Currently, the problem of selenium determination in various objects attracts a large number of scientists. Interest in this area is attributed to the biological importance of selenium, since it is both an important nutrient and has a toxic effect on the body, depending on its amount and the properties of the compounds in which it is contained. Checking the purity of selenium-containing organic compounds (both determination of impurities and analysis of the basic composition), which is carried out by methods of elemental analysis, is an important task, however, in modern literature there is lack of information regarding this problem. The purpose of the presented study is to develop a method for the determination of selenium in the basic composition of synthetic polyheteroatomic organic compounds by microwave plasma atomic emission spectrometry. Various selenodiazole derivatives were mainly used for analysis. Optimal conditions for sample preparation and atomic emission determination of the selenium content were specified.

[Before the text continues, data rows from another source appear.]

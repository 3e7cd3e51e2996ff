//! 集群节点模块
//! Cluster node module
//!
//! 维护队列到节点的成员目录：主节点拥有权威目录并以扫描循环驱动
//! 健康状态机，工作节点向主节点注册并按固定周期发送心跳。
//! Maintains the queue-to-node membership directory: the main node owns
//! the authoritative directory and drives the health state machine with a
//! sweeper loop; worker nodes register with the main and heartbeat on a
//! fixed period.

use crate::error::{Error, Result};
use crate::proto::Node;
use crate::rpc;
use chrono::{DateTime, Utc};
use rand::seq::SliceRandom;
use serde::Serialize;
use std::collections::HashMap;
use std::sync::{Arc, RwLock};
use std::time::Duration;
use tracing::{info, warn};
use uuid::Uuid;

/// 扫描循环的周期，同时也是健康判定阈值
/// Period of the sweeper loop, also the unhealthy threshold
pub const CHECK_INTERVAL: Duration = Duration::from_millis(200);

/// 心跳周期
/// Heartbeat period
pub const HEARTBEAT_INTERVAL: Duration = Duration::from_millis(100);

/// 心跳失败后的退避
/// Backoff after a failed heartbeat
pub const HEARTBEAT_BACKOFF: Duration = Duration::from_secs(1);

/// 超过该静默时长的节点从目录中删除
/// Nodes silent for longer than this are deleted from the directory
pub const NODE_EXPIRATION: Duration = Duration::from_secs(1);

/// 注册调用超时
/// Register call timeout
pub const REGISTER_TIMEOUT: Duration = Duration::from_secs(3);

/// 心跳调用超时
/// Ping call timeout
pub const PING_TIMEOUT: Duration = Duration::from_millis(200);

/// 目录条目，记录一个节点的身份与健康状态
/// Directory entry recording a node's identity and health
#[derive(Debug, Clone, Serialize)]
pub struct NodeInfo {
  pub id: String,
  pub main_endpoint: String,
  pub endpoint: String,
  pub endpoint_http: String,
  pub scheduler_endpoint: String,
  pub queue: String,
  pub health: bool,
  pub last_register_time: DateTime<Utc>,
}

impl From<&NodeInfo> for Node {
  fn from(n: &NodeInfo) -> Self {
    Node {
      id: n.id.clone(),
      main_endpoint: n.main_endpoint.clone(),
      endpoint: n.endpoint.clone(),
      endpoint_http: n.endpoint_http.clone(),
      scheduler_endpoint: n.scheduler_endpoint.clone(),
      queue: n.queue.clone(),
    }
  }
}

/// 队列 -> 节点 id -> 目录条目
/// queue -> node id -> directory entry
type QueueMap = HashMap<String, HashMap<String, NodeInfo>>;

/// 集群节点
/// Cluster node
///
/// 一个节点是主节点，当且仅当它自己的 `endpoint` 等于 `main_endpoint`。
/// 主节点拥有权威目录；工作节点本地只有自己的条目。
/// A node is main iff its own `endpoint` equals `main_endpoint`. The main
/// node owns the authoritative directory; a worker holds only its own
/// entry locally.
pub struct ClusterNode {
  id: RwLock<String>,
  /// 集群主节点的 RPC 地址
  /// RPC address of the cluster main
  pub main_endpoint: String,
  /// 本节点的集群 RPC 地址
  /// This node's cluster RPC address
  pub endpoint: String,
  /// 本节点的集群 HTTP 地址
  /// This node's cluster HTTP address
  pub endpoint_http: String,
  /// 本节点接受 RunJob RPC 的地址
  /// Address where this node accepts RunJob RPCs
  pub scheduler_endpoint: String,
  /// 本节点的队列名
  /// This node's queue name
  pub queue: String,
  queue_map: RwLock<QueueMap>,
}

impl ClusterNode {
  /// 创建集群节点，id 在 `init` 时分配
  /// Create a cluster node; the id is assigned by `init`
  pub fn new(
    main_endpoint: impl Into<String>,
    endpoint: impl Into<String>,
    endpoint_http: impl Into<String>,
    scheduler_endpoint: impl Into<String>,
    queue: impl Into<String>,
  ) -> Self {
    Self {
      id: RwLock::new(String::new()),
      main_endpoint: main_endpoint.into(),
      endpoint: endpoint.into(),
      endpoint_http: endpoint_http.into(),
      scheduler_endpoint: scheduler_endpoint.into(),
      queue: queue.into(),
      queue_map: RwLock::new(HashMap::new()),
    }
  }

  /// 本节点 id
  /// This node's id
  pub fn id(&self) -> String {
    self.id.read().map(|id| id.clone()).unwrap_or_default()
  }

  /// 覆盖节点 id，通常只由 `init` 调用
  /// Override the node id; normally only `init` does this
  pub fn set_id(&self, id: impl Into<String>) {
    if let Ok(mut guard) = self.id.write() {
      *guard = id.into();
    }
  }

  /// 是否是主节点
  /// Whether this node is the main node
  pub fn is_main(&self) -> bool {
    self.endpoint == self.main_endpoint
  }

  /// 本节点的线上身份
  /// This node's wire identity
  pub fn to_node(&self) -> Node {
    Node {
      id: self.id(),
      main_endpoint: self.main_endpoint.clone(),
      endpoint: self.endpoint.clone(),
      endpoint_http: self.endpoint_http.clone(),
      scheduler_endpoint: self.scheduler_endpoint.clone(),
      queue: self.queue.clone(),
    }
  }

  /// 初始化节点：分配 id、本地登记自己、启动扫描循环；
  /// 非主节点再向主节点注册并启动心跳。
  /// Initialize the node: assign an id, register self locally and start
  /// the sweeper loop; a non-main node then registers with the main and
  /// starts the heartbeat.
  ///
  /// 在远端注册返回之前本地就已经有自己的条目，因此本节点调度器的
  /// 分发在注册完成前也能工作。
  /// The local entry exists before the remote registration returns, so
  /// dispatch from this node's scheduler works even before the main has
  /// acknowledged it.
  pub async fn init(self: &Arc<Self>) -> Result<()> {
    if self.id().is_empty() {
      self.set_id(&Uuid::new_v4().simple().to_string()[..16]);
    }
    self.register_node(&self.to_node());

    let node = Arc::clone(self);
    tokio::spawn(async move {
      node.check_node().await;
    });

    if !self.is_main() {
      self.register_node_remote().await?;

      let node = Arc::clone(self);
      tokio::spawn(async move {
        node.heartbeat_remote().await;
      });
    }

    Ok(())
  }

  /// 登记一个节点，注册和心跳都经过这里
  /// Upsert a node; both registration and heartbeat funnel through here
  pub fn register_node(&self, n: &Node) {
    if let Ok(mut queue_map) = self.queue_map.write() {
      queue_map.entry(n.queue.clone()).or_default().insert(
        n.id.clone(),
        NodeInfo {
          id: n.id.clone(),
          main_endpoint: n.main_endpoint.clone(),
          endpoint: n.endpoint.clone(),
          endpoint_http: n.endpoint_http.clone(),
          scheduler_endpoint: n.scheduler_endpoint.clone(),
          queue: n.queue.clone(),
          health: true,
          last_register_time: Utc::now(),
        },
      );
    }
  }

  /// 在健康且队列被允许的节点中均匀随机选择一个
  /// Pick uniformly at random among healthy nodes whose queue is allowed
  ///
  /// `queues` 为空表示任意队列都可以。
  /// An empty `queues` means any queue is acceptable.
  pub fn choice_node(&self, queues: &[String]) -> Result<NodeInfo> {
    let candidates: Vec<NodeInfo> = self
      .queue_map
      .read()
      .map(|queue_map| {
        queue_map
          .values()
          .flat_map(|nodes| nodes.values())
          .filter(|n| n.health && (queues.is_empty() || queues.contains(&n.queue)))
          .cloned()
          .collect()
      })
      .unwrap_or_default();

    candidates
      .choose(&mut rand::thread_rng())
      .cloned()
      .ok_or_else(|| Error::ClusterNodeUnavailable {
        queues: queues.to_vec(),
      })
  }

  /// 目录快照
  /// Directory snapshot
  pub fn node_map(&self) -> QueueMap {
    self
      .queue_map
      .read()
      .map(|queue_map| queue_map.clone())
      .unwrap_or_default()
  }

  /// 扫描循环：静默超过 200ms 的节点标记为不健康，超过 1s 的删除
  /// Sweeper loop: nodes silent for over 200ms are marked unhealthy,
  /// over 1s are deleted
  async fn check_node(&self) {
    let expiration = chrono::Duration::seconds(NODE_EXPIRATION.as_secs() as i64);
    let unhealthy_after = chrono::Duration::milliseconds(CHECK_INTERVAL.as_millis() as i64);
    let mut ticker = tokio::time::interval(CHECK_INTERVAL);
    // 第一个 tick 立即完成
    // The first tick completes immediately
    ticker.tick().await;
    loop {
      ticker.tick().await;
      let now = Utc::now();
      let self_id = self.id();
      if let Ok(mut queue_map) = self.queue_map.write() {
        for nodes in queue_map.values_mut() {
          nodes.retain(|_, n| {
            if n.id == self_id {
              return true;
            }
            let silence = now - n.last_register_time;
            if silence > expiration {
              warn!("Cluster node `{}:{}` is deleted", n.id, n.endpoint);
              return false;
            }
            if silence > unhealthy_after {
              n.health = false;
              warn!("Cluster node `{}:{}` is unhealthy", n.id, n.endpoint);
            }
            true
          });
        }
      }
    }
  }

  /// 向主节点注册本节点，启动期失败对节点而言是致命的
  /// Register this node with the main; a failure at startup is fatal for
  /// the node
  pub async fn register_node_remote(&self) -> Result<()> {
    info!("Register with cluster main `{}`:", self.main_endpoint);

    let main: Node = rpc::call(
      &self.main_endpoint,
      "Register",
      &self.to_node(),
      REGISTER_TIMEOUT,
    )
    .await?;

    info!(
      "Cluster Main Scheduler RPC Service listening at: {}",
      main.scheduler_endpoint
    );
    info!("Cluster Main Scheduler RPC Service queue: `{}`", main.queue);

    Ok(())
  }

  /// 心跳循环，失败后以 1s 退避重试直至主节点恢复
  /// Heartbeat loop; after a failure retries with a 1s backoff until the
  /// main recovers
  async fn heartbeat_remote(&self) {
    loop {
      tokio::time::sleep(HEARTBEAT_INTERVAL).await;
      if let Err(e) = self.ping_remote().await {
        info!("Ping remote error: {}", e);
        tokio::time::sleep(HEARTBEAT_BACKOFF).await;
      }
    }
  }

  /// 向主节点发送一次心跳
  /// Send one heartbeat to the main
  pub async fn ping_remote(&self) -> Result<()> {
    let _: Node = rpc::call(&self.main_endpoint, "Ping", &self.to_node(), PING_TIMEOUT).await?;
    Ok(())
  }
}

To mineralize the substances under study, oxygen flask combustion was used with the addition of potassium nitrate, which improves combustion and prevents the formation of soot. Hydrochloric acid at a concentration of 0.1 M was used as an absorption solution. It is noted that before measurements it is necessary to purge the monochromator and optimize the pressure in the atomic emission spectrometer nebulizer and optimize pressure in the atomizer. In addition, the number of replicates and sampling time were increased to optimize selenium measurement. Under specified conditions, the metrological characteristics of the technique were determined: the detection limit and quantitation limit, intra-laboratory precision and accuracy. Selenium was determined in 11 synthetic organic compounds with selenium content ranged from 12 to 51%. The error of the analysis did not exceed 0.3%, which meets the requirements of organic elemental analysis.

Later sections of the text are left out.